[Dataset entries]

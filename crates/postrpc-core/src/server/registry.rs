//! Registry of callable server functions.
//!
//! A registry is filled during start-up and then handed to a [`Dispatcher`], which only
//! reads it. Registering a name twice replaces the earlier entry.
//!
//! # Example
//!
//! ```
//! use postrpc::server::{Args, Arity, Registry};
//! use postrpc::HandlerError;
//! use serde_json::json;
//!
//! fn add(a: i64, b: i64) -> Result<i64, HandlerError> {
//!     Ok(a + b)
//! }
//!
//! let mut registry = Registry::new();
//! registry.add_typed("add", add).unwrap();
//! registry
//!     .add_function("greet", Arity::new(0, 1), |args: Args| {
//!         let name: Option<String> = args.optional(0)?;
//!         Ok(json!(format!("Hello, {}!", name.as_deref().unwrap_or("world"))))
//!     })
//!     .unwrap();
//!
//! assert!(registry.contains("add"));
//! assert_eq!(registry.get("add").unwrap().arity().max, 2);
//! ```
//!
//! [`Dispatcher`]: super::Dispatcher

use super::dispatch::is_valid_name_char;
use super::handler::{Args, AsyncFn, Handler, HandlerResult, SyncFn, TypedFn, TypedHandler};
use crate::error::{DispatchError, RegistryError};
use std::collections::HashMap;
use std::future::Future;
use std::sync::Arc;
use tracing::{debug, warn};

/// Accepted argument count range of a handler.
///
/// `min` counts the parameters that must be supplied, `max` all declared parameters.
#[derive(Debug, Clone, Copy, PartialEq, Eq)]
pub struct Arity {
    pub min: usize,
    pub max: usize,
}

impl Arity {
    pub const fn new(min: usize, max: usize) -> Self {
        Self { min, max }
    }

    /// Exactly `count` arguments.
    pub const fn exact(count: usize) -> Self {
        Self::new(count, count)
    }

    /// At least `min` arguments, no upper bound.
    pub const fn variadic(min: usize) -> Self {
        Self::new(min, usize::MAX)
    }

    /// Validate a supplied argument count.
    pub fn check(&self, count: usize) -> Result<(), DispatchError> {
        if count < self.min {
            Err(DispatchError::NotEnoughArguments)
        } else if count > self.max {
            Err(DispatchError::TooManyArguments)
        } else {
            Ok(())
        }
    }
}

/// A registered function.
#[derive(Clone)]
pub struct Registration {
    name: String,
    handler: Arc<dyn Handler>,
    arity: Arity,
}

impl Registration {
    pub fn name(&self) -> &str {
        &self.name
    }

    pub fn arity(&self) -> Arity {
        self.arity
    }

    pub(crate) fn handler(&self) -> Arc<dyn Handler> {
        Arc::clone(&self.handler)
    }
}

impl std::fmt::Debug for Registration {
    fn fmt(&self, f: &mut std::fmt::Formatter<'_>) -> std::fmt::Result {
        f.debug_struct("Registration")
            .field("name", &self.name)
            .field("arity", &self.arity)
            .finish_non_exhaustive()
    }
}

/// Name to handler bindings.
#[derive(Debug, Clone, Default)]
pub struct Registry {
    functions: HashMap<String, Registration>,
}

impl Registry {
    pub fn new() -> Self {
        Self::default()
    }

    /// Register a handler with an explicit arity.
    pub fn add_handler(
        &mut self,
        name: impl Into<String>,
        arity: Arity,
        handler: Arc<dyn Handler>,
    ) -> Result<(), RegistryError> {
        let name = name.into();
        if name.is_empty() {
            return Err(RegistryError::EmptyName);
        }
        if arity.min > arity.max {
            return Err(RegistryError::InvalidArity {
                name,
                min: arity.min,
                max: arity.max,
            });
        }
        if !name.chars().all(is_valid_name_char) {
            warn!(
                "RPC name {:?} contains characters that are stripped from requests; it is only reachable in-process",
                name
            );
        }

        let registration = Registration {
            name: name.clone(),
            handler,
            arity,
        };
        if self.functions.insert(name.clone(), registration).is_some() {
            warn!("Replacing existing RPC registration for function: {}", name);
        }
        debug!("Registered RPC function: {} ({:?})", name, arity);
        Ok(())
    }

    /// Register a synchronous function over the raw argument list.
    pub fn add_function<F>(
        &mut self,
        name: impl Into<String>,
        arity: Arity,
        f: F,
    ) -> Result<(), RegistryError>
    where
        F: Fn(Args) -> HandlerResult + Send + Sync + 'static,
    {
        self.add_handler(name, arity, Arc::new(SyncFn::new(f)))
    }

    /// Register an async function over the raw argument list.
    pub fn add_async_function<F, Fut>(
        &mut self,
        name: impl Into<String>,
        arity: Arity,
        f: F,
    ) -> Result<(), RegistryError>
    where
        F: Fn(Args) -> Fut + Send + Sync + 'static,
        Fut: Future<Output = HandlerResult> + Send + 'static,
    {
        self.add_handler(name, arity, Arc::new(AsyncFn::new(f)))
    }

    /// Register a typed function; its arity comes from its parameter list.
    ///
    /// Trailing parameters that accept `null`, such as `Option<T>`, may be omitted.
    pub fn add_typed<F, Params>(
        &mut self,
        name: impl Into<String>,
        f: F,
    ) -> Result<(), RegistryError>
    where
        F: TypedHandler<Params>,
        Params: 'static,
    {
        let handler = TypedFn::new(f);
        let arity = handler.arity();
        self.add_handler(name, arity, Arc::new(handler))
    }

    /// Register a function by name alone, resolving it from a catalogue of available
    /// functions.
    pub fn add_named(&mut self, name: &str, catalogue: &Registry) -> Result<(), RegistryError> {
        let entry = catalogue
            .get(name)
            .ok_or_else(|| RegistryError::UnknownFunction(name.to_string()))?;
        self.add_handler(entry.name.clone(), entry.arity, entry.handler())
    }

    /// Check whether a name has been registered.
    pub fn contains(&self, name: &str) -> bool {
        self.functions.contains_key(name)
    }

    pub fn get(&self, name: &str) -> Option<&Registration> {
        self.functions.get(name)
    }

    /// Registered names, sorted.
    pub fn names(&self) -> Vec<&str> {
        let mut names: Vec<&str> = self.functions.keys().map(String::as_str).collect();
        names.sort_unstable();
        names
    }

    pub fn len(&self) -> usize {
        self.functions.len()
    }

    pub fn is_empty(&self) -> bool {
        self.functions.is_empty()
    }
}

#[cfg(test)]
mod tests {
    use super::*;
    use crate::error::HandlerError;
    use serde_json::json;

    fn concat(a: String, b: String) -> Result<String, HandlerError> {
        Ok(a + &b)
    }

    #[test]
    fn test_arity_check() {
        let arity = Arity::new(1, 3);
        assert_eq!(arity.check(0), Err(DispatchError::NotEnoughArguments));
        assert_eq!(arity.check(1), Ok(()));
        assert_eq!(arity.check(3), Ok(()));
        assert_eq!(arity.check(4), Err(DispatchError::TooManyArguments));
        assert_eq!(Arity::variadic(0).check(10_000), Ok(()));
    }

    #[test]
    fn test_typed_registration_arity() {
        let mut registry = Registry::new();
        registry.add_typed("concat", concat).unwrap();
        assert_eq!(registry.get("concat").unwrap().arity(), Arity::exact(2));
    }

    fn greet(name: Option<String>) -> Result<String, HandlerError> {
        Ok(format!("Hello, {}!", name.as_deref().unwrap_or("world")))
    }

    #[test]
    fn test_typed_registration_optional_arity() {
        let mut registry = Registry::new();
        registry.add_typed("greet", greet).unwrap();
        assert_eq!(registry.get("greet").unwrap().arity(), Arity::new(0, 1));
    }

    #[test]
    fn test_rejects_empty_name_and_inverted_arity() {
        let mut registry = Registry::new();
        assert_eq!(
            registry.add_function("", Arity::exact(0), |_| Ok(json!(null))),
            Err(RegistryError::EmptyName)
        );
        assert!(matches!(
            registry.add_function("f", Arity::new(2, 1), |_| Ok(json!(null))),
            Err(RegistryError::InvalidArity { min: 2, max: 1, .. })
        ));
        assert!(registry.is_empty());
    }

    #[test]
    fn test_last_registration_wins() {
        let mut registry = Registry::new();
        registry
            .add_function("f", Arity::exact(0), |_| Ok(json!(1)))
            .unwrap();
        registry
            .add_function("f", Arity::exact(2), |_| Ok(json!(2)))
            .unwrap();
        assert_eq!(registry.len(), 1);
        assert_eq!(registry.get("f").unwrap().arity(), Arity::exact(2));
    }

    #[test]
    fn test_add_named_from_catalogue() {
        let mut catalogue = Registry::new();
        catalogue.add_typed("concat", concat).unwrap();

        let mut registry = Registry::new();
        registry.add_named("concat", &catalogue).unwrap();
        assert!(registry.contains("concat"));
        assert_eq!(
            registry.add_named("missing", &catalogue),
            Err(RegistryError::UnknownFunction("missing".into()))
        );
    }

    #[test]
    fn test_names_sorted() {
        let mut registry = Registry::new();
        for name in ["zeta", "alpha", "mid"] {
            registry
                .add_function(name, Arity::exact(0), |_| Ok(json!(null)))
                .unwrap();
        }
        assert_eq!(registry.names(), vec!["alpha", "mid", "zeta"]);
    }
}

• _REQUIRED WORK_: Look over the records above and say, with no extra words, how many lines include "TooManyArguments".

• _YOUR SOLUTION_: 2